Extracted data entries:
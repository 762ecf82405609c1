//! Uniswap V2 router (Router02 subset used by the DEX)
use ethers::prelude::*;

abigen!(
    IUniswapV2Router02,
    r#"[
        function factory() external view returns (address)
        function WETH() external view returns (address)
        function getAmountsOut(uint amountIn, address[] calldata path) external view returns (uint[] memory amounts)
        function swapExactTokensForTokens(uint amountIn, uint amountOutMin, address[] calldata path, address to, uint deadline) external returns (uint[] memory amounts)
        function addLiquidity(address tokenA, address tokenB, uint amountADesired, uint amountBDesired, uint amountAMin, uint amountBMin, address to, uint deadline) external returns (uint amountA, uint amountB, uint liquidity)
        function removeLiquidity(address tokenA, address tokenB, uint liquidity, uint amountAMin, uint amountBMin, address to, uint deadline) external returns (uint amountA, uint amountB)
    ]"#,
);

◆ **Assignment**:
Looking at the entries, state how many lines hold the string "tokenB", with the number as the sole reply.

◆ **Solution for this task**:
2